Bata India is grappling with a 60% profit decline, while Redtape highlights high capital returns despite rising debt. Investors are examining these diverging business models to understand if legacy stability or growth-driven expansion offers more value in the current footwear market.
What Happened
The Indian footwear sector is witnessing two very different stories. Bata India, a long-established retail giant, is navigating a challenging phase marked by a significant drop in profitability. On the other hand, Redtape, a younger player that emerged after separating from Mirza International, is attracting attention for its efficiency metrics but is also facing the pressures of aggressive expansion. Both companies represent different ends of the spectrum—one fighting to regain momentum and the other working to manage the risks that come with rapid growth.

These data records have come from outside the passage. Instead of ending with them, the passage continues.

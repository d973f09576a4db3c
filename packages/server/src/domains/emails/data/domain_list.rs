use std::path::Path;

use crate::domains::emails::errors::PipelineError;

/// Read the domain list: first column of every row, no header row.
///
/// Blank lines are skipped. A row whose first column is empty aborts the
/// read so a run never starts on a half-understood list.
pub fn read_domains(path: &Path) -> Result<Vec<String>, PipelineError> {
    if !path.exists() {
        return Err(PipelineError::InputMissing(path.to_path_buf()));
    }

    let read_error = |e: csv::Error| PipelineError::InputRead {
        path: path.to_path_buf(),
        reason: e.to_string(),
    };

    let mut reader = csv::ReaderBuilder::new()
        .has_headers(false)
        .flexible(true)
        .trim(csv::Trim::All)
        .from_path(path)
        .map_err(read_error)?;

    let mut domains = Vec::new();
    for (idx, record) in reader.records().enumerate() {
        let record = record.map_err(read_error)?;
        match record.get(0) {
            Some(domain) if !domain.is_empty() => domains.push(domain.to_string()),
            _ => {
                let row = record
                    .position()
                    .map(|pos| pos.line())
                    .unwrap_or(idx as u64 + 1);
                return Err(PipelineError::InputMalformed {
                    path: path.to_path_buf(),
                    row,
                });
            }
        }
    }

    Ok(domains)
}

Bata India: Addressing The Profit Slump
Bata India has long been a household name with a massive retail network spanning over 2,000 stores. However, the company recently reported a sharp decline in financial performance, with its net profit falling to Rs 134 crore in FY26, a 60% drop from the previous year. The weakness was particularly visible in the final quarter, where profit dropped to just Rs 2.2 crore.
Despite the share price falling significantly from its peak, the company’s valuation remains at a premium compared to the industry median. The market continues to value the brand's legacy, extensive reach, and strong balance sheet, which remains debt-light. A major development to watch is the leadership transition; the company has appointed Sanjay Rao, a former Nike executive, as its new Managing Director and CEO, effective August 2026. Investors are now waiting to see how this change in leadership might influence the company's future strategy.
Redtape: Growth Metrics And Debt
Redtape presents a starkly different investment profile. Since its listing in 2023, the company has impressed some market watchers with a return on capital employed (ROCE) of 24%. This metric essentially measures how efficiently a company uses its capital to generate profit, and 24% is higher than the industry median of 15%.
However, there is a catch. While the headline numbers look strong, the company’s capital efficiency has been gradually slipping over the last three years, falling from 37% in FY23 to 22% in FY25. To fund its store expansion plans, the company has increased its borrowings, pushing its debt-to-equity ratio to 0.70x. While growth is often positive, investors are wary of how this increased debt will impact long-term financial flexibility.
Sector Reality: The Inventory Test
Both companies operate in an industry where managing inventory is critical. In the footwear business, holding onto stock for too long can tie up cash and increase costs. Redtape has shown improvement in this area, reducing its inventory days from 415 in FY25 to 305 in FY26. However, this is still a high number, suggesting that the company needs to sell its products faster to turn inventory into cash more effectively.
What Investors Should Track
For Bata India, the most important factor will be the impact of the new management. Investors will look for signs of a turnaround in margins and whether the company can regain its profit growth trajectory. The stability of its dividend yield is also a point of interest for long-term shareholders.
For Redtape, the focus remains on execution. Investors will watch whether the company can continue to grow its revenue without over-leveraging its balance sheet. Keeping an eye on debt levels and how quickly they can move their inventory will be key to determining if the company can maintain its current return on capital in a competitive market.